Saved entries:
--------------------------------------------------

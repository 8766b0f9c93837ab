//! Script hand-off to an external bundler
//!
//! Declaration units may list script files next to their rules. The scripts
//! themselves are never transformed here: their paths are resolved back to
//! the original project (the working directory is a temporary copy), an
//! entry file importing all of them is written, and the configured bundler
//! command turns it into a single output file.

use std::path::{Path, PathBuf};
use std::process::Command;

use log::{info, warn};

use crate::config::BundlerSettings;
use crate::defaults::BUNDLER_ENTRY_FILE;
use crate::error::{Error, Result};
use crate::filesystem;
use crate::path;
use crate::project;
use crate::rules::RuleSet;

/// Paths of a set's scripts inside the original project.
///
/// A unit at `<working>/data/<dir>/_map.yaml` declaring `main.ts` resolves
/// to `<root>/<data_path>/<dir>/main.ts`.
pub fn resolve_script_paths(set: &RuleSet, working_dir: &str, root_dir: &str, data_path: &str) -> Result<Vec<String>> {
    let working_data = path::join(&[working_dir, "data"]);
    let unit_in_data = path::relative(&working_data, set.unit_dir())?;
    let project_data = path::resolve(root_dir, data_path);

    Ok(set
        .scripts()
        .iter()
        .map(|script| path::join(&[project_data.as_str(), unit_in_data.as_str(), script.as_str()]))
        .collect())
}

/// Content of the bundler entry file
pub fn entry_file_content(scripts: &[String]) -> String {
    scripts
        .iter()
        .map(|script| format!("import \"{}\";\n", script))
        .collect()
}

/// Run the bundler over `scripts` and return the bundle location.
///
/// With `build_path` set the bundle is written there (relative to
/// `root_dir`) and then copied to `outfile`.
pub fn run_bundler(
    scripts: &[String],
    settings: Option<&BundlerSettings>,
    working_dir: &Path,
    root_dir: &str,
) -> Result<PathBuf> {
    let settings = settings.ok_or_else(|| Error::Bundler {
        message: "Scripts are declared but no bundler command is configured".to_string(),
    })?;

    let outfile = working_dir.join(&settings.outfile);
    let bundle = match &settings.build_path {
        Some(build_path) => PathBuf::from(path::resolve(root_dir, build_path)),
        None => outfile.clone(),
    };
    filesystem::ensure_parent(&bundle)?;

    let entry = working_dir.join(BUNDLER_ENTRY_FILE);
    filesystem::write(&entry, entry_file_content(scripts))?;

    let output = Command::new(&settings.command)
        .args(&settings.args)
        .arg(&entry)
        .arg(format!("--outfile={}", path::as_posix(&bundle.to_string_lossy())))
        .current_dir(working_dir)
        .output();
    if let Err(err) = filesystem::remove_file(&entry) {
        warn!("{}", err);
    }

    let output = output.map_err(|err| Error::Bundler {
        message: format!("Failed to run '{}': {}", settings.command, err),
    })?;
    if !output.status.success() {
        return Err(Error::Bundler {
            message: format!(
                "'{}' exited with {}: {}",
                settings.command,
                output.status,
                String::from_utf8_lossy(&output.stderr).trim()
            ),
        });
    }
    info!("Compiled {} script(s) to {}", scripts.len(), bundle.display());

    if settings.build_path.is_some() {
        filesystem::copy_file(&bundle, &outfile)?;
        info!("Copied compiled file to {}", settings.outfile);
    }
    Ok(bundle)
}

/// Resolve and bundle the scripts of every set, if any declare scripts
pub fn compile_scripts(sets: &[RuleSet], settings: Option<&BundlerSettings>, working_dir: &Path) -> Result<Option<PathBuf>> {
    if sets.iter().all(|set| set.scripts().is_empty()) {
        return Ok(None);
    }

    let root = project::root_dir()?;
    let data_path = project::data_path(&root)?;
    let working = path::as_posix(&working_dir.to_string_lossy());

    let mut scripts = Vec::new();
    for set in sets {
        scripts.extend(resolve_script_paths(set, &working, &root, &data_path)?);
    }

    info!("Compiling scripts:");
    for script in &scripts {
        info!("  {}", script);
    }
    run_bundler(&scripts, settings, working_dir, &root).map(Some)
}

--------------------------------------------------

EXERCISE DIRECTIONS: Each line of the data that holds "written" should be copied.

TASK RESULT:
//! entry file importing all of them is written, and the configured bundler
/// With `build_path` set the bundle is written there (relative to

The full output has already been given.